Figure 4: Effect of FK506 hyperactivation of sperm motility and acrosome reaction.

A) Sperm were incubated (3 hrs) under non capacitating conditions or capacitating conditions in the absence or presence of 20 nM FK506 followed by motility analysis by CASA using parameter settings to detect hyperactivation as described in the materials and methods. FK506 prevents increase of sperm average path velocity (VAP), curvilinear velocity (VCL) (beyond certain threshold values as indicated) and lateral head amplitude (ALH), seen in control sperm incubated under capacitating conditions.
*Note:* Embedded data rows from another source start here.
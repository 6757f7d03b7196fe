//! Data-driven game balance
//!
//! Every gameplay number lives here so the simulation reads one struct
//! instead of scattered literals. Not exposed through settings.

use serde::{Deserialize, Serialize};

/// Gameplay constants for one session
#[derive(Debug, Clone, PartialEq, Serialize, Deserialize)]
pub struct Tuning {
    /// A block spawns with probability 1/N per frame (0 disables)
    pub block_spawn_one_in: u32,
    /// A power-up spawns with probability 1/N per frame (0 disables)
    pub powerup_spawn_one_in: u32,

    /// Base block fall speed (px/frame)
    pub base_block_speed: f32,
    /// Extra random speed, uniform integer in 0..=jitter
    pub block_speed_jitter: u32,
    /// Score ticks per difficulty step
    pub difficulty_step: u64,
    /// Block side length range (inclusive)
    pub block_size_min: u32,
    pub block_size_max: u32,
    /// Horizontal room reserved at the right edge when spawning blocks
    pub block_spawn_margin: f32,
    /// Spawn height of new blocks (above the visible area)
    pub block_spawn_y: f32,

    /// Power-up square side length
    pub powerup_size: f32,
    /// Power-up fall speed (px/frame)
    pub powerup_speed: f32,
    /// Horizontal spawn inset for power-ups on both edges
    pub powerup_spawn_inset: f32,
    /// Spawn height of new power-ups
    pub powerup_spawn_y: f32,

    /// Player horizontal speed (px/frame)
    pub player_speed: f32,
    /// Speed multiplier while boosted
    pub boost_multiplier: f32,
    /// Speed boost duration
    pub boost_duration_ms: u64,
}

impl Default for Tuning {
    fn default() -> Self {
        Self {
            block_spawn_one_in: 20,
            powerup_spawn_one_in: 500,

            base_block_speed: 4.0,
            block_speed_jitter: 3,
            difficulty_step: 500,
            block_size_min: 30,
            block_size_max: 60,
            block_spawn_margin: 50.0,
            block_spawn_y: -50.0,

            powerup_size: 20.0,
            powerup_speed: 3.0,
            powerup_spawn_inset: 20.0,
            powerup_spawn_y: -20.0,

            player_speed: 6.0,
            boost_multiplier: 2.0,
            boost_duration_ms: 5000,
        }
    }
}

impl Tuning {
    /// Tuning with both spawn trials switched off (scripted scenarios)
    pub fn without_spawning() -> Self {
        Self {
            block_spawn_one_in: 0,
            powerup_spawn_one_in: 0,
            ..Self::default()
        }
    }

    /// Difficulty multiplier: a step function of the raw score
    pub fn difficulty_multiplier(&self, score: u64) -> u64 {
        1 + score / self.difficulty_step.max(1)
    }

    /// Player speed with or without the boost
    pub fn player_velocity(&self, boosted: bool) -> f32 {
        if boosted {
            self.player_speed * self.boost_multiplier
        } else {
            self.player_speed
        }
    }
}

#[cfg(test)]
mod tests {
    use super::*;

    #[test]
    fn test_difficulty_steps_every_500() {
        let tuning = Tuning::default();
        assert_eq!(tuning.difficulty_multiplier(0), 1);
        assert_eq!(tuning.difficulty_multiplier(499), 1);
        assert_eq!(tuning.difficulty_multiplier(500), 2);
        assert_eq!(tuning.difficulty_multiplier(1499), 2);
        assert_eq!(tuning.difficulty_multiplier(1500), 4);
    }

    #[test]
    fn test_boosted_velocity_doubles() {
        let tuning = Tuning::default();
        assert_eq!(tuning.player_velocity(false), 6.0);
        assert_eq!(tuning.player_velocity(true), 12.0);
    }
}
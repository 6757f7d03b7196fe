//! Fixed-rate frame clock

use std::time::{Duration, Instant};

use crate::consts::FRAMES_PER_SECOND;

/// Number of frame timestamps kept for the FPS estimate
const FPS_WINDOW: usize = 60;

/// Paces the loop at a fixed rate and measures the achieved frame rate
pub struct FrameClock {
    start: Instant,
    frame_interval: Duration,
    next_frame: Instant,
    /// Ring buffer of recent frame timestamps
    frame_times: [Option<Instant>; FPS_WINDOW],
    frame_index: usize,
    fps: u32,
}

impl Default for FrameClock {
    fn default() -> Self {
        Self::new()
    }
}

impl FrameClock {
    pub fn new() -> Self {
        Self::starting_at(Instant::now(), FRAMES_PER_SECOND)
    }

    pub fn starting_at(start: Instant, frames_per_second: u32) -> Self {
        let frame_interval = Duration::from_secs(1) / frames_per_second.max(1);
        Self {
            start,
            frame_interval,
            next_frame: start,
            frame_times: [None; FPS_WINDOW],
            frame_index: 0,
            fps: 0,
        }
    }

    /// Milliseconds since the clock started
    pub fn elapsed_ms(&self, now: Instant) -> u64 {
        now.saturating_duration_since(self.start).as_millis() as u64
    }

    pub fn frame_interval(&self) -> Duration {
        self.frame_interval
    }

    /// When the next frame should run
    pub fn next_frame_at(&self) -> Instant {
        self.next_frame
    }

    pub fn is_frame_due(&self, now: Instant) -> bool {
        now >= self.next_frame
    }

    /// Record that a frame ran at `now` and schedule the next one.
    ///
    /// A late frame pushes the schedule forward instead of queueing
    /// catch-up frames.
    pub fn mark_frame(&mut self, now: Instant) {
        self.next_frame += self.frame_interval;
        if self.next_frame <= now {
            self.next_frame = now + self.frame_interval;
        }

        self.frame_times[self.frame_index] = Some(now);
        self.frame_index = (self.frame_index + 1) % FPS_WINDOW;

        // Oldest entry is the one about to be overwritten
        if let Some(oldest) = self.frame_times[self.frame_index] {
            let elapsed = now.saturating_duration_since(oldest).as_secs_f64();
            if elapsed > 0.0 {
                self.fps = ((FPS_WINDOW - 1) as f64 / elapsed).round() as u32;
            }
        }
    }

    /// Measured frames per second; zero until the window has filled
    pub fn fps(&self) -> u32 {
        self.fps
    }
}

#[cfg(test)]
mod tests {
    use super::*;

    #[test]
    fn test_first_frame_due_immediately() {
        let start = Instant::now();
        let clock = FrameClock::starting_at(start, 60);
        assert!(clock.is_frame_due(start));
        assert_eq!(clock.elapsed_ms(start), 0);
    }

    #[test]
    fn test_frames_paced_at_interval() {
        let start = Instant::now();
        let mut clock = FrameClock::starting_at(start, 60);
        clock.mark_frame(start);
        assert!(!clock.is_frame_due(start + Duration::from_millis(10)));
        assert!(clock.is_frame_due(start + Duration::from_millis(17)));
        assert_eq!(clock.next_frame_at(), start + clock.frame_interval());
    }

    #[test]
    fn test_late_frame_does_not_burst() {
        let start = Instant::now();
        let mut clock = FrameClock::starting_at(start, 60);
        clock.mark_frame(start);

        let late = start + Duration::from_millis(500);
        clock.mark_frame(late);
        assert_eq!(clock.next_frame_at(), late + clock.frame_interval());
        assert!(!clock.is_frame_due(late));
    }

    #[test]
    fn test_elapsed_ms() {
        let start = Instant::now();
        let clock = FrameClock::starting_at(start, 60);
        assert_eq!(clock.elapsed_ms(start + Duration::from_millis(5_000)), 5_000);
    }

    #[test]
    fn test_fps_measurement() {
        let start = Instant::now();
        let mut clock = FrameClock::starting_at(start, 60);
        let interval = clock.frame_interval();
        for i in 0..FPS_WINDOW as u32 - 1 {
            clock.mark_frame(start + interval * i);
        }
        assert_eq!(clock.fps(), 0);

        for i in FPS_WINDOW as u32 - 1..180 {
            clock.mark_frame(start + interval * i);
        }
        assert_eq!(clock.fps(), 60);
    }
}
B) Depiction of sperm movement in capacitated and FK506 treated sperm cells; green tracings denote low-amplitude movements, while blue tracings indicate high-amplitude movements of the sperm; red dots indicate stationary sperm cells; arrow indicates high-lateral head amplitude movements of sperm signifying hyperactivation. C) Sperm cells were analyzed using acrosome specific probe PNA-Alexa fluor 488 and propidium iodide (PI). Sperm populations incubated under capacitating medium with or without FK506, were used for IVF with oocytes collected from super-ovulated mice. Post IVF, spermatozoa were collected and fixed using 4% para-formaldehyde solution, stained with PNA-Alexa fluor 488 and PI and, subsequently used for flow-cytometric analysis. Capacitated sperm population that has undergone acrosome reaction showed decrease in both numbers and mean fluorescence intensity (MFI) in PNA positive/PI negative cells indicating loss of the acrosomes; however, this was not the case in the FK506 treated sperm which largely resembled the non-capacitated sperm population. Values are from 4 different mice presented as mean±SEM.